- [Exercise inputs]:
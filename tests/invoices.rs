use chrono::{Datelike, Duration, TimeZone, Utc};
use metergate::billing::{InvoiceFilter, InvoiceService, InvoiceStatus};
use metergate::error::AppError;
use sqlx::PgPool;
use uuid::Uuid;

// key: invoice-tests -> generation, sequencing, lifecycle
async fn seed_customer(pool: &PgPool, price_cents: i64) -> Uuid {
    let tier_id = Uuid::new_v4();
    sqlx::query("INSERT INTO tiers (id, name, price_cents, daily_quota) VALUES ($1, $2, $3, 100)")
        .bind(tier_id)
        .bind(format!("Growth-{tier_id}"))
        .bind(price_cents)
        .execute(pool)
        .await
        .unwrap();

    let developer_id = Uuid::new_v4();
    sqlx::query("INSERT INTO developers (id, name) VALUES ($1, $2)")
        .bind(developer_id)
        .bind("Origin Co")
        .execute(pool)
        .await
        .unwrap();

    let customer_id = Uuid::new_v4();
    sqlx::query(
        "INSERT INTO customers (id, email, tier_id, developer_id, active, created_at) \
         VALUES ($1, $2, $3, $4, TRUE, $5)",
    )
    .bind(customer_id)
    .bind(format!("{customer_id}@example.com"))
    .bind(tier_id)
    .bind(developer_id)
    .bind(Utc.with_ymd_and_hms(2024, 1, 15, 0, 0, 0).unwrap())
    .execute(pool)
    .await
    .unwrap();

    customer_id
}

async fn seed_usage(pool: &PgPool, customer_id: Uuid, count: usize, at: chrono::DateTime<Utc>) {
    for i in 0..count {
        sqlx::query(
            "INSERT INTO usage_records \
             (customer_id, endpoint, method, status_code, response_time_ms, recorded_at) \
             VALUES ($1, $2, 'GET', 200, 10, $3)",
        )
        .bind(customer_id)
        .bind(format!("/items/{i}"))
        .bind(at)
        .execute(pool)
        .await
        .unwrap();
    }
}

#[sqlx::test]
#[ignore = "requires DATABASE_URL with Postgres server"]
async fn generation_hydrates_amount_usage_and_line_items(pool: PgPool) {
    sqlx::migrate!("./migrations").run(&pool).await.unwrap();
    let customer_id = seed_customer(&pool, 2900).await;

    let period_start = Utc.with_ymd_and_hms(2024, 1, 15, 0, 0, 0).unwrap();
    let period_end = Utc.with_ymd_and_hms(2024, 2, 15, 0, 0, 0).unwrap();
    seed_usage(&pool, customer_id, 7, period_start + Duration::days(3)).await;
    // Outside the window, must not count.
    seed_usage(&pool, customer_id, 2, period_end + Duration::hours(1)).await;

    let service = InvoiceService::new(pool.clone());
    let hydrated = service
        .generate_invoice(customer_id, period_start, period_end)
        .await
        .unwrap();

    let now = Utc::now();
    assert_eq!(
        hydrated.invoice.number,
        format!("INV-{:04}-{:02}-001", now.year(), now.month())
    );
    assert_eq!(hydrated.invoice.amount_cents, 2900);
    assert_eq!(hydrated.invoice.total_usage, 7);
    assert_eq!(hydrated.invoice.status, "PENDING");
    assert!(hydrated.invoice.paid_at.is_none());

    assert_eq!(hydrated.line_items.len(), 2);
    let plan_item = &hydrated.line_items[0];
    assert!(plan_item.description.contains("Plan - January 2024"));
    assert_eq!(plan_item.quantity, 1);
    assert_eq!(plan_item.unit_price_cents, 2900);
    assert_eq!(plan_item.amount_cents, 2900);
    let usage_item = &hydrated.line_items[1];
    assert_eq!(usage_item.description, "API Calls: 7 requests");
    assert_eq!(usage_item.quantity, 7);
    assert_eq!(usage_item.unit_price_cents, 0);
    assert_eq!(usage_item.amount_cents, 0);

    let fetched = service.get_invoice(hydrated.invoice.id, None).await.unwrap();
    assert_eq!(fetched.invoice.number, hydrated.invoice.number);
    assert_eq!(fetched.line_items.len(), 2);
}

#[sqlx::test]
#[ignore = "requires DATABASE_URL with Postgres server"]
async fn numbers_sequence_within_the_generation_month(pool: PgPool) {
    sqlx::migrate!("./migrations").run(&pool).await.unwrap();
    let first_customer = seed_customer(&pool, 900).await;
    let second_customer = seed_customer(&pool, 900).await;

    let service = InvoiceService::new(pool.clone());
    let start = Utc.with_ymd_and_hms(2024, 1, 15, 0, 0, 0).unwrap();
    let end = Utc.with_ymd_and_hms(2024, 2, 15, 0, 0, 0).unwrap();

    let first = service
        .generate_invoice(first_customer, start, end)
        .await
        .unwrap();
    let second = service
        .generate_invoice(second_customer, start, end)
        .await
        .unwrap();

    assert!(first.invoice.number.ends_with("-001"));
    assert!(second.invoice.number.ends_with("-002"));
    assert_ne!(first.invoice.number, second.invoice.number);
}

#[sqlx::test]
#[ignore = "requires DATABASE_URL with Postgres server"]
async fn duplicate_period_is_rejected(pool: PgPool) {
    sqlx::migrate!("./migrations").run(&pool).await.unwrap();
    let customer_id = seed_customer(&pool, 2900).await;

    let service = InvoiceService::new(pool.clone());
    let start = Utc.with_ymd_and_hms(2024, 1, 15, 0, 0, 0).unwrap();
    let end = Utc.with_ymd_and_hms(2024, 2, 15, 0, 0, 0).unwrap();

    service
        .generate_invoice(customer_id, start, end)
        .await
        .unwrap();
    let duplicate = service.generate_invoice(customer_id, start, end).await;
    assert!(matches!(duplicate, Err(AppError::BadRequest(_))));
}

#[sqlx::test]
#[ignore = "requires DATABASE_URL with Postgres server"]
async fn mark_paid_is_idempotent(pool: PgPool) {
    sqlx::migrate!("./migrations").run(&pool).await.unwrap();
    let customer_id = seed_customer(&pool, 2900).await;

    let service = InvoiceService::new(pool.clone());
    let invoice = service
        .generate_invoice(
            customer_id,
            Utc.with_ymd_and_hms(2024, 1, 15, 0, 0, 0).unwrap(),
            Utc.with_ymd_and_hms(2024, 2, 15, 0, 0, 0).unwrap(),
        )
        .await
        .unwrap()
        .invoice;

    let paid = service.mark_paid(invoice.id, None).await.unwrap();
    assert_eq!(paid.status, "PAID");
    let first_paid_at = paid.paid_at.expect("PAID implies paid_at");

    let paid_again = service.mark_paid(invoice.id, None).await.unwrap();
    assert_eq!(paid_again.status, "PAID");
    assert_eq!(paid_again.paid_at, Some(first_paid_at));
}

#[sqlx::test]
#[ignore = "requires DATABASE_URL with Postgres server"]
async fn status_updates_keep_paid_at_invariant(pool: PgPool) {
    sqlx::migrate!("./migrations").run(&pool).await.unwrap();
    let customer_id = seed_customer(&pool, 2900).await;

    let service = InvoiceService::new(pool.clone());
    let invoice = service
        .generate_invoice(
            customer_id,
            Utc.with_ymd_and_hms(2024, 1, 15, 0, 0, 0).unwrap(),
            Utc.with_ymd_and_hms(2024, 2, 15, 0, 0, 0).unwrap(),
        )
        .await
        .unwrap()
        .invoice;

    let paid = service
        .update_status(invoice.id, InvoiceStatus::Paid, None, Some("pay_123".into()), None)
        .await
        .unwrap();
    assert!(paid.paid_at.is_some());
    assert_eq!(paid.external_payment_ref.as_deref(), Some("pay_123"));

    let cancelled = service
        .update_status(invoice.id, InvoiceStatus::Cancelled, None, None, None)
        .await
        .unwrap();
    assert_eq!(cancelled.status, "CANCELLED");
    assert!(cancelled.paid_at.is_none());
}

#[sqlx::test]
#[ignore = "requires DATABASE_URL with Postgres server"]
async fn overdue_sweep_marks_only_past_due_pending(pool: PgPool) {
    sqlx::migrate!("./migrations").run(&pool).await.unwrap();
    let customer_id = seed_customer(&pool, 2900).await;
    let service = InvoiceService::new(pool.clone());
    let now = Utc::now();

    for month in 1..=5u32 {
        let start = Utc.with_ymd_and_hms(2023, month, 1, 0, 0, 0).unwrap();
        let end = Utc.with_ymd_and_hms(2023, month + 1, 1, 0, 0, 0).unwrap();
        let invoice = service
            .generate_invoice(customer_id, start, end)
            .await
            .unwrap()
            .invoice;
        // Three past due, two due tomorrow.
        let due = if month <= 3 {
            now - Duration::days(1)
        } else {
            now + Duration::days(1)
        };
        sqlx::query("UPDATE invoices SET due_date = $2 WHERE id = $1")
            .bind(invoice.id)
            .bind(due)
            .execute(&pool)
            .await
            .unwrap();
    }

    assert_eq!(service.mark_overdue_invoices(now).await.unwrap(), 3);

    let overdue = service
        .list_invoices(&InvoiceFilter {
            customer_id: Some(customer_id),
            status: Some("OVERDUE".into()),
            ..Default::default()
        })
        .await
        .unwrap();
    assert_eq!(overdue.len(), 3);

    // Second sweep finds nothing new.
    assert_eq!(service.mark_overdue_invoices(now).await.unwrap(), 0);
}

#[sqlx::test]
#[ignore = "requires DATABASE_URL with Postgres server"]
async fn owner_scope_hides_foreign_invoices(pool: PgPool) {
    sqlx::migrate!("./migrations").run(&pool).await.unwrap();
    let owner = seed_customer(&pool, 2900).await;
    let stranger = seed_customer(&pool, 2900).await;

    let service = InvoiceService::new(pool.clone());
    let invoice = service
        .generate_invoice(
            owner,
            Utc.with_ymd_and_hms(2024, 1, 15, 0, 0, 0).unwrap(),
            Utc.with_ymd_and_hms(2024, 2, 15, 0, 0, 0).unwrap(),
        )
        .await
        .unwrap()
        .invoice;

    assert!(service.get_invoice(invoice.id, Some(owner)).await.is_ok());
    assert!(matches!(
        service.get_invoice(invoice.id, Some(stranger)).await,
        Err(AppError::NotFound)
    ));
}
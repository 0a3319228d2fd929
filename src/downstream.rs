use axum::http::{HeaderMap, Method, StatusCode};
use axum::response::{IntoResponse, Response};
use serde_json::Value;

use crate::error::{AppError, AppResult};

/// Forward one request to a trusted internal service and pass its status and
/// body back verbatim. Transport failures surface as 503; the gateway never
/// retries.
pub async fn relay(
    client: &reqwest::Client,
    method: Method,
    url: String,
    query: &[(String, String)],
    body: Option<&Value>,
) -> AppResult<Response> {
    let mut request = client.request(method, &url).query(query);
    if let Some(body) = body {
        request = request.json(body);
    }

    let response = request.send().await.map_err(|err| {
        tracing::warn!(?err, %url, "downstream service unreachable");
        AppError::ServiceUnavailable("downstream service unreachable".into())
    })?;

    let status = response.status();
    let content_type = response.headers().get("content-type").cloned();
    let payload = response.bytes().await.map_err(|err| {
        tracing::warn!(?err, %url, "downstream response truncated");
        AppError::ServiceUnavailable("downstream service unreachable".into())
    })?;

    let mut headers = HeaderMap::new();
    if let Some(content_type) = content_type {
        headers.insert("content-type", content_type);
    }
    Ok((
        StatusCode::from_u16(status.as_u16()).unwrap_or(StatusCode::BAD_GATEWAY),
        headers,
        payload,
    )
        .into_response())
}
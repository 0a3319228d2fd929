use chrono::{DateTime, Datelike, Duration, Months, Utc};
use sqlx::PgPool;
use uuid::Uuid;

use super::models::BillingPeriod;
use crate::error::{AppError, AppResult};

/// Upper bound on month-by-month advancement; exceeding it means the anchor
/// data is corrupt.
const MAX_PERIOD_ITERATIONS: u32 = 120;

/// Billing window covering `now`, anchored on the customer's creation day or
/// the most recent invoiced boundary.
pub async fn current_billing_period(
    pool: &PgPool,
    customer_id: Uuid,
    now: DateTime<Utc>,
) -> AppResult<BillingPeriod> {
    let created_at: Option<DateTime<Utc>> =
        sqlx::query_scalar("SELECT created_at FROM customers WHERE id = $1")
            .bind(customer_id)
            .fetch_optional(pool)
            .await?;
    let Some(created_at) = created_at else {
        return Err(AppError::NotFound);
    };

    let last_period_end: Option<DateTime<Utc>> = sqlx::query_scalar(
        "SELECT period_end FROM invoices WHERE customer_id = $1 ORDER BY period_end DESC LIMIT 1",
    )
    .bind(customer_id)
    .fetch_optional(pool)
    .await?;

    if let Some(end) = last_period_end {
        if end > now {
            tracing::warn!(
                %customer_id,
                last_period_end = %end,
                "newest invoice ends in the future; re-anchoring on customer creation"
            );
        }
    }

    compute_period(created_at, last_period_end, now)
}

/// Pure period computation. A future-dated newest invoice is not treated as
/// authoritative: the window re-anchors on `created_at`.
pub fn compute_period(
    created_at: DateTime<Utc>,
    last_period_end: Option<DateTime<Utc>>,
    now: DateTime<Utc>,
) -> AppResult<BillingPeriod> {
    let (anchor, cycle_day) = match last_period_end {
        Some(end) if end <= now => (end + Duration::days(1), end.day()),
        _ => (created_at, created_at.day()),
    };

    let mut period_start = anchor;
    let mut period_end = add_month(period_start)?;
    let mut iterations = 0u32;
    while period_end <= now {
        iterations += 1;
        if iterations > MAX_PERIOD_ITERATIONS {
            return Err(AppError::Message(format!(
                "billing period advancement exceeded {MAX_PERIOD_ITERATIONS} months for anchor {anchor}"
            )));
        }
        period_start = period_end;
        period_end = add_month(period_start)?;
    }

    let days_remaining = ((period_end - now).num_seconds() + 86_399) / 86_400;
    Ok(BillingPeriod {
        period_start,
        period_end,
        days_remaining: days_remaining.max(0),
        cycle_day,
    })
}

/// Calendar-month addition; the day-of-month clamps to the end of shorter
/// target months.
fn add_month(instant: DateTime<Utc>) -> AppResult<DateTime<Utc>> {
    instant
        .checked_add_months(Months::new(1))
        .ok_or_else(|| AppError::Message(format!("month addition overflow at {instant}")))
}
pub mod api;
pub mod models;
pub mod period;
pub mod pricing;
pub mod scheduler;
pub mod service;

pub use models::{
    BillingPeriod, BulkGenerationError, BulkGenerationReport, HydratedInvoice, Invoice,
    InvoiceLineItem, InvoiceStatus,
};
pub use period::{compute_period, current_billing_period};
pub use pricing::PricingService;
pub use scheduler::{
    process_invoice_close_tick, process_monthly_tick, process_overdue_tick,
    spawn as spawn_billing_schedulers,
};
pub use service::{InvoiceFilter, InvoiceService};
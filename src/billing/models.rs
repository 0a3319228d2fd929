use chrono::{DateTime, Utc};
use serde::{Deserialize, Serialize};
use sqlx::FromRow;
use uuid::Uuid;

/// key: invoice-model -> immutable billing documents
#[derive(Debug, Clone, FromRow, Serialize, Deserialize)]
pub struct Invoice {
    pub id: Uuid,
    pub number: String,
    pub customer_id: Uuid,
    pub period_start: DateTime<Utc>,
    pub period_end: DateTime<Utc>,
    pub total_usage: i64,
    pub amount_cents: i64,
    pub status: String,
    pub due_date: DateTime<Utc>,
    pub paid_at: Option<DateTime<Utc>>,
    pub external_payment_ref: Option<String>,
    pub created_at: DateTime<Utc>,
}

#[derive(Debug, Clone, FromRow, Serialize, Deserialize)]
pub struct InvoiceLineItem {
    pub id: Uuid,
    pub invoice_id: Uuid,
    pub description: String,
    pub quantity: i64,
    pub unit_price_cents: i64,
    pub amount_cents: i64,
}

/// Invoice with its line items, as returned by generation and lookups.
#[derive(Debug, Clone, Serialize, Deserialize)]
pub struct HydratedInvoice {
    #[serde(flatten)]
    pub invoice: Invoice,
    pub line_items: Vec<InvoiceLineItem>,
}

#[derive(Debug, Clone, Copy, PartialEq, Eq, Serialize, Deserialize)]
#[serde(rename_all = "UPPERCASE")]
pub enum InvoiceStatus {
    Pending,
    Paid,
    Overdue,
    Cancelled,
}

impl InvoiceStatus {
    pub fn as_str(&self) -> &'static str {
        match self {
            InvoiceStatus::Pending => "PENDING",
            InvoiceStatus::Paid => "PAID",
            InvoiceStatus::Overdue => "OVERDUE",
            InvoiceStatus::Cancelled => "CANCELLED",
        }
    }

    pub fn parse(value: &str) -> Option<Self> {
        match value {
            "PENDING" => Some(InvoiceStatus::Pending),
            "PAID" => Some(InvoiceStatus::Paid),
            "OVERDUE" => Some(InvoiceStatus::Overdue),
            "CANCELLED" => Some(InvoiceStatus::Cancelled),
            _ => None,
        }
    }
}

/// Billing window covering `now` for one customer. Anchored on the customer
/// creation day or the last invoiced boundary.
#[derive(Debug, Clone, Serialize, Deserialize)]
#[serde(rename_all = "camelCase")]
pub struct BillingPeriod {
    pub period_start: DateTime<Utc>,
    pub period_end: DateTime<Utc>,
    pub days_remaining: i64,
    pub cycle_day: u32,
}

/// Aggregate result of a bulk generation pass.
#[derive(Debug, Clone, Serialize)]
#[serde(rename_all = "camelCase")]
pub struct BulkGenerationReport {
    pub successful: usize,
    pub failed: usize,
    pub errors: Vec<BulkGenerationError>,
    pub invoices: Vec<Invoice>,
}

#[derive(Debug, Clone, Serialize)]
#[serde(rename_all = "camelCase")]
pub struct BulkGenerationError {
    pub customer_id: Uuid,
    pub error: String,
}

- [Your objective]: Review the material and copy each line in which the word "usize" appears.

- [Task result]:
async fn seed_usage(pool: &PgPool, customer_id: Uuid, count: usize, at: chrono::DateTime<Utc>) {
    pub successful: usize,
    pub failed: usize,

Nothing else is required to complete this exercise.